'''

//! Bounding-box relative ROI codec with side-aware mirroring.
//!
//! Rows survive normalization unchanged between feet (toe-to-heel order is
//! the same), columns do not: the medial and lateral sides swap between a
//! left and a right capture. Mirroring is therefore driven by where the
//! hallux lands, not by comparing the stored side with the current one.

use crate::calibration::RoiCalibration;
use crate::region::{NormalizedRoi, RoiRect, RoiSet};
use crate::store::{BlobStore, CalibrationStore};
use foot_thermal_core::{BoundingBox, FootSide};
use log::{debug, warn};
use serde::{Deserialize, Serialize};

#[cfg(feature = "tracing")]
use tracing::instrument;

/// Added before flooring so that `denormalize(normalize(r, b), b) == r`.
const FLOOR_GUARD: f64 = 1e-9;

/// Which mirroring pass, if any, was needed to put the hallux on the
/// expected half of the bounding box.
#[derive(Clone, Copy, Debug, PartialEq, Eq, Serialize, Deserialize)]
#[serde(rename_all = "snake_case")]
pub enum MirrorCorrection {
    /// Regions were used as denormalized.
    None,
    /// Regions were reflected across the full image width.
    FullWidth,
    /// The full-width reflection left the hallux on the wrong half; regions
    /// were reflected across the bounding-box column axis instead.
    Forced,
}

/// Calibration projected onto one capture.
#[derive(Clone, Debug, PartialEq, Serialize, Deserialize)]
pub struct AppliedRoiSet {
    /// Bounding box the regions were projected onto.
    pub bbox: BoundingBox,
    /// Absolute rectangles after mirroring.
    pub rects: RoiSet<RoiRect>,
    /// Row-major masks of the grid's shape, one per region.
    pub masks: RoiSet<Vec<bool>>,
    pub correction: MirrorCorrection,
}

/// Express `rect` as fractions of `bbox`'s height and width.
///
/// Each coordinate maps to `(coord - bbox_min) / (bbox_max - bbox_min + 1)`,
/// clamped into `[0, 1]`.
pub fn normalize(rect: &RoiRect, bbox: &BoundingBox) -> NormalizedRoi {
    let frac = |v: usize, lo: usize, size: usize| {
        ((v as f64 - lo as f64) / size as f64).clamp(0.0, 1.0)
    };
    let (h, w) = (bbox.height(), bbox.width());
    NormalizedRoi {
        min_row: frac(rect.min_row, bbox.min_row, h),
        max_row: frac(rect.max_row, bbox.min_row, h),
        min_col: frac(rect.min_col, bbox.min_col, w),
        max_col: frac(rect.max_col, bbox.min_col, w),
    }
}

/// Project normalized fractions back onto `bbox`.
///
/// Values are floored to whole cells and clamped into the box.
pub fn denormalize(roi: &NormalizedRoi, bbox: &BoundingBox) -> RoiRect {
    let project = |f: f64, lo: usize, hi: usize, size: usize| {
        let offset = (f * size as f64 + FLOOR_GUARD).floor();
        (lo as f64 + offset).max(lo as f64).min(hi as f64) as usize
    };
    let (h, w) = (bbox.height(), bbox.width());
    RoiRect {
        min_row: project(roi.min_row, bbox.min_row, bbox.max_row, h),
        max_row: project(roi.max_row, bbox.min_row, bbox.max_row, h),
        min_col: project(roi.min_col, bbox.min_col, bbox.max_col, w),
        max_col: project(roi.max_col, bbox.min_col, bbox.max_col, w),
    }
}

/// Half of the bounding box the hallux centre falls in.
///
/// A centre exactly on the box midline counts as the right half.
fn hallux_side(hallux: &RoiRect, bbox: &BoundingBox) -> FootSide {
    if hallux.center_col() < bbox.center_col() {
        FootSide::Left
    } else {
        FootSide::Right
    }
}

/// Project a calibration onto a capture of the given `side`.
///
/// The hallux is expected on the left half of the bounding box for a left
/// foot and on the right half for a right foot. On mismatch every region is
/// reflected across the full image width (`col -> cols - 1 - col`). If the
/// hallux is still on the wrong half, the denormalized regions are reflected
/// across the bounding-box axis instead. That second pass cannot resolve a
/// hallux centred exactly on the midline.
#[cfg_attr(
    feature = "tracing",
    instrument(level = "debug", skip(calibration, side), fields(side = %side))
)]
pub fn apply_calibration(
    calibration: &RoiCalibration,
    bbox: &BoundingBox,
    rows: usize,
    cols: usize,
    side: FootSide,
) -> AppliedRoiSet {
    if calibration.metadata.foot_side != side {
        debug!(
            "applying {} calibration to a {} capture",
            calibration.metadata.foot_side, side
        );
    }

    let base = calibration.regions.map(|_, roi| denormalize(roi, bbox));
    let mut rects = base.clone();
    let mut correction = MirrorCorrection::None;

    if hallux_side(&rects.hallux, bbox) != side {
        rects = base.map(|_, r| r.mirrored(cols));
        correction = MirrorCorrection::FullWidth;

        if hallux_side(&rects.hallux, bbox) != side {
            rects = base.map(|_, r| r.mirrored_within(bbox.min_col, bbox.max_col));
            correction = MirrorCorrection::Forced;
            if hallux_side(&rects.hallux, bbox) != side {
                warn!(
                    "hallux {:?} still outside the expected {} half of {:?}",
                    rects.hallux, side, bbox
                );
            } else {
                warn!("full-width mirroring was not enough, used bounding-box mirroring");
            }
        }
    }

    let masks = rects.map(|_, r| r.to_mask(rows, cols));
    AppliedRoiSet {
        bbox: *bbox,
        rects,
        masks,
        correction,
    }
}

/// Load the calibration from `store` and project it onto a capture.
///
/// Returns `None` when no (valid) calibration is stored or when the capture
/// has no bounding box.
pub fn apply_stored_calibration<S: BlobStore>(
    store: &CalibrationStore<S>,
    bbox: Option<&BoundingBox>,
    rows: usize,
    cols: usize,
    side: FootSide,
) -> Option<AppliedRoiSet> {
    let bbox = bbox?;
    let calibration = store.load_or_none()?;
    Some(apply_calibration(&calibration, bbox, rows, cols, side))
}

#[cfg(test)]
mod tests {
    use super::*;
    use crate::calibration::CalibrationMetadata;
    use crate::store::MemoryBlobStore;

    fn bbox(min_row: usize, max_row: usize, min_col: usize, max_col: usize) -> BoundingBox {
        BoundingBox {
            min_row,
            max_row,
            min_col,
            max_col,
        }
    }

    fn left_calibration(capture: &BoundingBox) -> RoiCalibration {
        let hallux = RoiRect::new(2, 5, 4, 6).unwrap();
        let first_met = RoiRect::new(8, 11, 4, 7).unwrap();
        let heel = RoiRect::new(24, 28, 6, 10).unwrap();
        RoiCalibration {
            regions: RoiSet {
                hallux: normalize(&hallux, capture),
                first_metatarsal: normalize(&first_met, capture),
                heel: normalize(&heel, capture),
            },
            metadata: CalibrationMetadata {
                foot_side: FootSide::Left,
                bbox_height: capture.height(),
                bbox_width: capture.width(),
            },
        }
    }

    #[test]
    fn normalize_uses_inclusive_extent() {
        let b = bbox(2, 11, 4, 8);
        let roi = normalize(&RoiRect::new(2, 11, 6, 8).unwrap(), &b);
        assert_eq!(roi.min_row, 0.0);
        assert_eq!(roi.max_row, 0.9);
        assert_eq!(roi.min_col, 0.4);
        assert_eq!(roi.max_col, 0.8);
    }

    #[test]
    fn round_trip_reproduces_every_rect_in_box() {
        let b = bbox(3, 31, 5, 19);
        for r0 in (b.min_row..=b.max_row).step_by(3) {
            for r1 in (r0..=b.max_row).step_by(4) {
                for c0 in b.min_col..=b.max_col {
                    for c1 in c0..=b.max_col {
                        let rect = RoiRect::new(r0, r1, c0, c1).unwrap();
                        assert_eq!(denormalize(&normalize(&rect, &b), &b), rect);
                    }
                }
            }
        }
    }

    #[test]
    fn denormalize_scales_to_new_box_and_clamps() {
        let roi = NormalizedRoi {
            min_row: 0.5,
            max_row: 1.0,
            min_col: 0.0,
            max_col: 0.99,
        };
        let rect = denormalize(&roi, &bbox(10, 19, 0, 3));
        assert_eq!(rect, RoiRect::new(15, 19, 0, 3).unwrap());
    }

    #[test]
    fn same_side_keeps_regions() {
        let capture = bbox(2, 29, 4, 13);
        let cal = left_calibration(&capture);
        let applied = apply_calibration(&cal, &capture, 32, 24, FootSide::Left);
        assert_eq!(applied.correction, MirrorCorrection::None);
        assert_eq!(applied.rects.hallux, RoiRect::new(2, 5, 4, 6).unwrap());
        assert_eq!(applied.masks.heel.iter().filter(|&&v| v).count(), 5 * 5);
    }

    #[test]
    fn centred_foot_is_mirrored_across_image_width() {
        // Foot centred in a 24-column frame: bbox 7..=16 mirrors onto itself.
        let capture = bbox(2, 29, 7, 16);
        let cal = left_calibration(&bbox(2, 29, 4, 13));
        let applied = apply_calibration(&cal, &capture, 32, 24, FootSide::Right);
        assert_eq!(applied.correction, MirrorCorrection::FullWidth);
        let hallux = applied.rects.hallux;
        assert!(hallux.center_col() > capture.center_col());
        assert_eq!((hallux.min_col, hallux.max_col), (14, 16));
        // rows are untouched
        assert_eq!((hallux.min_row, hallux.max_row), (2, 5));
    }

    #[test]
    fn off_centre_foot_needs_the_forced_pass() {
        let capture = bbox(2, 29, 10, 19);
        let cal = left_calibration(&bbox(2, 29, 4, 13));
        let applied = apply_calibration(&cal, &capture, 32, 24, FootSide::Right);
        assert_eq!(applied.correction, MirrorCorrection::Forced);
        let hallux = applied.rects.hallux;
        assert_eq!((hallux.min_col, hallux.max_col), (17, 19));
        assert!(hallux.center_col() > capture.center_col());
    }

    #[test]
    fn stored_calibration_requires_both_inputs() {
        let store = CalibrationStore::new(MemoryBlobStore::default());
        let capture = bbox(2, 29, 4, 13);
        assert!(apply_stored_calibration(&store, Some(&capture), 32, 24, FootSide::Left).is_none());

        store.save(&left_calibration(&capture)).unwrap();
        assert!(apply_stored_calibration(&store, None, 32, 24, FootSide::Left).is_none());
        let applied =
            apply_stored_calibration(&store, Some(&capture), 32, 24, FootSide::Left).unwrap();
        assert_eq!(applied.bbox, capture);
    }
}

'''

● **Instructions for the task**
Quote every line of the records above, from the first down to the one holding "onto one capture.", exactly as written.

● **Expected answer**
//! Bounding-box relative ROI codec with side-aware mirroring.
//!
//! Rows survive normalization unchanged between feet (toe-to-heel order is
//! the same), columns do not: the medial and lateral sides swap between a
//! left and a right capture. Mirroring is therefore driven by where the
//! hallux lands, not by comparing the stored side with the current one.

use crate::calibration::RoiCalibration;
use crate::region::{NormalizedRoi, RoiRect, RoiSet};
use crate::store::{BlobStore, CalibrationStore};
use foot_thermal_core::{BoundingBox, FootSide};
use log::{debug, warn};
use serde::{Deserialize, Serialize};

#[cfg(feature = "tracing")]
use tracing::instrument;

/// Added before flooring so that `denormalize(normalize(r, b), b) == r`.
const FLOOR_GUARD: f64 = 1e-9;

/// Which mirroring pass, if any, was needed to put the hallux on the
/// expected half of the bounding box.
#[derive(Clone, Copy, Debug, PartialEq, Eq, Serialize, Deserialize)]
#[serde(rename_all = "snake_case")]
pub enum MirrorCorrection {
    /// Regions were used as denormalized.
    None,
    /// Regions were reflected across the full image width.
    FullWidth,
    /// The full-width reflection left the hallux on the wrong half; regions
    /// were reflected across the bounding-box column axis instead.
    Forced,
}

/// Calibration projected onto one capture.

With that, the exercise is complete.